I temi della politica, su Rep. di ieri erano due: "Gli alpini
combatteranno" e "Fassino e Rutelli dicono sì
a Cofferati". Sulla faccenda degli alpini, Rep. dà
un colpo mica male alla propria credibilità. Oggi si scandalizza
perché "scopre" che i nostri soldati non sono
andati laggiù in gita turistica. La colpa ovviamente è
del Cav., che avrebbe imbrogliato ancora. Ma esattamente 4 mesi
fa, il 4 ottobre, un editoriale molto combat di Ezio Mauro (che
la Forza sia con lui) devastò le fila uliviste colpevoli
di aver votato contro l’invio degli alpini. E non ci furono ragioni,
anzi solo sfottò, per quei diessini che votarono "no"
proprio perché si trattava di intervento militare, di
guerra vera. (Marco Minniti lo ha confermato all’Unità).

Le reazioni all’intervista di Cofferati di lunedì non
si sono fatte attendere e, statene certi, continueranno fino
a prossima intervista. Fassino e Rutelli dicono sì a Cofferati
ma con "differenze per quel che riguarda la guerra all’Iraq
e l’opposizione". Né pizza né fichi, a occhio.

Nel titolo di pagina 12 si annuncia un "dissenso su Berlusconi"

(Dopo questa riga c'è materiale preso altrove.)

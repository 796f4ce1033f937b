use chrono::{DateTime, Utc};
use serde::{Deserialize, Serialize};
use uuid::Uuid;

use crate::event::Event;

/// Envelope for an event, carrying stream metadata.
///
/// This is the unit appended to a record's audit trail.
///
/// Notes:
/// - `aggregate_id` is the display form of the owning record's id (e.g. `#RO001`).
/// - **Append-only**: `sequence_number` is monotonically increasing per stream, starting at 1.
#[derive(Debug, Clone, PartialEq, Eq, Serialize, Deserialize)]
pub struct EventEnvelope<E> {
    event_id: Uuid,

    aggregate_id: String,
    aggregate_type: String,

    sequence_number: u64,

    event_type: String,
    event_version: u32,
    occurred_at: DateTime<Utc>,

    payload: E,
}

impl<E: Event> EventEnvelope<E> {
    /// Wrap a typed event, copying its metadata into the envelope.
    pub fn wrap(
        aggregate_id: impl Into<String>,
        aggregate_type: impl Into<String>,
        sequence_number: u64,
        payload: E,
    ) -> Self {
        Self {
            event_id: Uuid::now_v7(),
            aggregate_id: aggregate_id.into(),
            aggregate_type: aggregate_type.into(),
            sequence_number,
            event_type: payload.event_type().to_string(),
            event_version: payload.version(),
            occurred_at: payload.occurred_at(),
            payload,
        }
    }
}

impl<E> EventEnvelope<E> {
    pub fn event_id(&self) -> Uuid {
        self.event_id
    }

    pub fn aggregate_id(&self) -> &str {
        &self.aggregate_id
    }

    pub fn aggregate_type(&self) -> &str {
        &self.aggregate_type
    }

    pub fn sequence_number(&self) -> u64 {
        self.sequence_number
    }

    pub fn event_type(&self) -> &str {
        &self.event_type
    }

    pub fn event_version(&self) -> u32 {
        self.event_version
    }

    pub fn occurred_at(&self) -> DateTime<Utc> {
        self.occurred_at
    }

    pub fn payload(&self) -> &E {
        &self.payload
    }

    pub fn into_payload(self) -> E {
        self.payload
    }
}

che nell’articolo di Goffredo De Marchis non c’è. Censura?
No, per niente. Rep. ieri ha censurato soltanto Francesco Saverio
Borrelli, il cui contributo per "un’altra Italia possibile"
è stato tagliato in undici (11) punti. Né pizza
né fichi, diciamo. Del resto, non si possono accusare
i valorosi uomini del desk davanti a un primo paragrafo così:
"Non c’è etica della lealtà intellettuale
e istituzionale che, all’indomani di enormità legislative
come la legge sulle rogatorie, la svirilizzazione del presidio
penale alla trasparenza dei bilanci, la riesumazione del legittimo
sospetto, possa giustificare una manifestazione di disponibilità
a dialogare sul tema con una maggioranza che mostra di coltivare
della giustizia una visione quanto meno assai parziale, spesso
pedestralmente strumentale, e, sotto alcuni profili perfino schizoide".
Di fronte alla prosa borrelliana, quella di Franco Cordero sembra
letteratura di consumo. Ma il genio, al solito, si trova in Liana
Milella. Non per il suo articolo marsigliese di ieri, ma per
un’incredibile intervista doppia o forse quadrupla su Rep. di
domenica. L’articolo comincia con dichiarazioni di Bruti Liberati
e Claudio Castelli, poi cominciano le domande (forse) ad Armando
Spataro e Nino Condorelli. Sette domande in neretto, con risposta
unica. Nessuno è in grado di capire chi possa aver risposto,
se Castelli o Condorelli o Spataro o Bruti o Liberati. Nei titoli,
per non sbagliarsi, gli uomini del desk hanno messo quattro nomi
e tre foto. Inutile: bastava la firma. (continua)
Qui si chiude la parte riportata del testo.